Nel campionato di calcio vince la squadra o la società? Si risponderà che la domanda è impropria in quanto le due entità costituiscono un tutt’uno. Da alcuni anni è la società che più si caratterizza. Il calcio moderno è un business e richiede di essere guidato da logiche imprenditoriali. Proprio per questo vince la società che più investe nella squadra. In un’altra occasione abbiamo messo in evidenza la diretta relazione fra i fatturati delle società di serie A e il risultato conseguito alla fine del campionato. La Juventus, la società più ricca, conferma questa regola, avendo vinto gli ultimi otto campionati e, secondo gli esperti, ha buone chance di rivincere il campionato in corso.
La Juventus è un modello aziendale. Uscita da ‘Calciopoli’ ha saputo riorganizzarsi: lo stadio di proprietà e la quotazione in Borsa sono state le due molle che hanno dato lo slancio ad una crescita esponenziale. Una proprietà stabile (il 64% appartiene a Exor, della famiglia Agnelli) e disponibile al finanziamento la rafforza (di recente è stato deliberato un aumento di capitale di 300 milioni).
Il fatturato ha raggiunto 621 milioni (molto più delle altre società). I ricavi sono cresciuti di +14% in media annua negli ultimi nove anni. Il calcio moderno impone di operare come le società dello spettacolo, dove i ricavi sono ‘determinati’ dai costi: più questi aumentano, più aumentano gli investimenti sulla squadra, la quale ha più probabilità di mantenere la leadership e ottenere così più ricavi. La stessa operazione-Ronaldo sembra più legata a logiche di marketing che a quelle prettamente sportive (anche se la società è stata costretta ad emettere un prestito obbligazionario di 175 milioni, operazione finanziaria che difficilmente le altre società potrebbero realizzare).
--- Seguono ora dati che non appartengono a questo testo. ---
//! Shared test helpers for the rendezvous bridge's integration suites.
//!
//! Nothing here ships in production; it exists so `tests/integration/*`
//! and each crate's own test modules don't re-derive the same
//! subscribe-then-run-one-cycle boilerplate.

pub use bridge_proto::{DeviceSettings, Nonce, Priority};
pub use broker::FakeBroker;
pub use device_io::EchoDeviceAction;

use broker::BrokerFacade;
use device_io::DeviceAction;
use futures_util::StreamExt;
use rendezvous::SlaveStepOutcome;

/// Build the in-band settings-override frame a client sends ahead of a
/// request: `CFG|<json>|GFC`, terminated like an ordinary request.
pub fn cfg_frame(settings_json: &str, terminator: &[u8]) -> Vec<u8> {
    let mut frame = format!("CFG|{settings_json}|GFC").into_bytes();
    frame.extend_from_slice(terminator);
    frame
}

/// Wait for the next published nonce on `stream` and run exactly one slave
/// round-trip against it. Panics if no notification arrives — tests that
/// use this are asserting a slave *does* see the request.
pub async fn run_one_slave_cycle<B, D>(
    broker: &B,
    stream: &str,
    priority: Priority,
    device: &mut D,
) -> SlaveStepOutcome
where
    B: BrokerFacade,
    D: DeviceAction,
{
    let mut nonces = broker.subscribe(stream).await.expect("subscribe succeeds");
    let nonce = nonces
        .next()
        .await
        .expect("a nonce should have been published");
    rendezvous::run_slave_round_trip(broker, stream, nonce, priority, device).await
}

#[cfg(test)]
mod tests {
    use super::*;

    #[test]
    fn cfg_frame_wraps_settings_json_with_markers() {
        let frame = cfg_frame(r#"{"Terminator":"\r"}"#, b"\n");
        let mut expected = br#"CFG|{"Terminator":"\r"}|GFC"#.to_vec();
        expected.push(b'\n');
        assert_eq!(frame, expected);
    }
}
// slave: fulfills rendezvous-protocol requests against a physical serial
// device.

use std::path::Path;
use std::time::Duration;

use broker::RedisBroker;
use clap::{Arg, Command};
use device_io::{SerialDeviceAction, SerialDeviceConfig};
use slave::config;
use slave::status_http::{StatusServer, SubsystemStatus};
use tracing::{error, info};

const DEVICE_POLL_INTERVAL: Duration = Duration::from_secs(30);

#[tokio::main]
async fn main() {
    tracing_subscriber::fmt()
        .with_env_filter(
            tracing_subscriber::EnvFilter::try_from_default_env()
                .unwrap_or_else(|_| tracing_subscriber::EnvFilter::new("info")),
        )
        .init();

    info!(version = env!("CARGO_PKG_VERSION"), "slave starting");

    let matches = Command::new("rendezvous-bridge-slave")
        .version(env!("CARGO_PKG_VERSION"))
        .about("Serial-device endpoint for the rendezvous bridge")
        .arg(
            Arg::new("config")
                .short('c')
                .long("config")
                .value_name("PATH")
                .help("path to slave.toml (default: /etc/rendezvous-bridge/slave.toml)"),
        )
        .get_matches();

    let cfg = match matches.get_one::<String>("config") {
        Some(path) => config::load_config_from_path(Path::new(path)),
        None => config::load_config(),
    };
    let cfg = match cfg {
        Ok(cfg) => {
            info!(stream = %cfg.stream_name, device = %cfg.device.path, priority = %cfg.priority, "config loaded");
            cfg
        }
        Err(e) => {
            eprintln!("FATAL: failed to load config: {e}");
            std::process::exit(1);
        }
    };

    let broker = match RedisBroker::connect(&cfg.broker.url).await {
        Ok(broker) => broker,
        Err(e) => {
            eprintln!("FATAL: failed to connect to broker: {e}");
            std::process::exit(1);
        }
    };

    let status_server = match StatusServer::start(
        &cfg.status_http.bind,
        SubsystemStatus::not_ready("waiting for device".to_owned()),
    )
    .await
    {
        Ok(server) => {
            info!(bind = %cfg.status_http.bind, "status http listening");
            server
        }
        Err(e) => {
            eprintln!("FATAL: failed to bind status http: {e}");
            std::process::exit(1);
        }
    };
    let status_handle = status_server.handle();

    while !Path::new(&cfg.device.path).exists() {
        error!(device = %cfg.device.path, "device path does not exist yet, retrying");
        tokio::time::sleep(DEVICE_POLL_INTERVAL).await;
    }
    info!(device = %cfg.device.path, "device path found");
    status_handle.set(SubsystemStatus::ready()).await;

    let device = SerialDeviceAction::new(SerialDeviceConfig {
        device_path: cfg.device.path.clone(),
        baud_rate: cfg.device.baud_rate,
        reply_timeout: cfg.device.reply_timeout,
        read_timeout: cfg.device.read_timeout,
        max_input: cfg.device.max_input,
        terminator: cfg.device.terminator.as_deref().map(|t| {
            bridge_proto::terminator::expand_symbolic(t)
        }),
    });

    let refresher = tokio::spawn(slave_arbiter::run_liveness_refresher(
        broker.clone(),
        cfg.stream_name.clone(),
        cfg.priority,
    ));
    let subscription = tokio::spawn(rendezvous::run_slave_subscription_loop(
        broker,
        cfg.stream_name.clone(),
        cfg.priority,
        device,
        cfg.reconnect_interval,
    ));

    let _ = tokio::join!(refresher, subscription);
}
Il meccanismo funziona finché le risorse aumentano. In effetti finora il sistema-calcio è cresciuto, uno dei pochi settori industriali che non conosce la parola crisi (c’è da meravigliarsi che a nessuno sia venuta l’idea di una maggiore tassazione sui compensi dei calciatori!). La recente proposta di Mediapro sui diritti televisivi del campionato, per il triennio 2021-’24, innalza il compenso annuale a 1.324 milioni: quindi le prospettive, in particolare per i grandi club, rimangono ancora buone.
Qualche segnale negativo però si intravede. Per esempio l’indebitamento finanziario della Juventus (società presa a modello) è arrivato al 69% del fatturato (nel 2010 era il 14%). Cresce anche, da parte di tutte le società, l’utilizzo delle ‘plusvalenze’ (pari 25% dei ricavi), spesso utilizzate dai grandi club come un artificio contabile per aumentare i ricavi (durante il calcio-mercato vi sono stati diversi casi in cui giocatori di basso livello venivano sopravalutati nei passaggi di proprietà unicamente per ottenere plusvalenze superiori).
Il rischio vero è che i costi crescano più dei ricavi.
I costi per il “personale tesserato” è pari al 66% dei costi operativi. La gestione delle società sui top-player, su quei pochi atleti che alzano l’asticella delle prestazioni della squadra, è quanto mai difficile e spesso le società soccombono ai voleri dei procuratori. Emblematici sono stati i casi di Icardi e di Dybala, così come la contestazione dello spogliatoio del Napoli al ritiro imposto dalla società. Quando si legge che la valutazione di Mbappé è di 300 milioni vuol dire che il sistema rischia davvero di ‘saltare’.
Le società finiscono per subire la lievitazione dei costi, mentre i ricavi potrebbero contrarsi. Il pubblico televisivo dà infatti segnali di disaffezione alle troppe partite trasmesse dalla tv. Va aggiunto anche che il campionato implica la competizione, è su di essa che si sostanzia la passione per il gioco; se viene a mancare per il dominio di una sola squadra, l’interesse di molti scema. Aggiungiamo anche le polemiche sugli arbitri, polemiche che il Var ha ampliato, il problema delle violenze negli stadi, e si ha un quadro non del tutto rassicurante per il prossimo futuro del nostro calcio.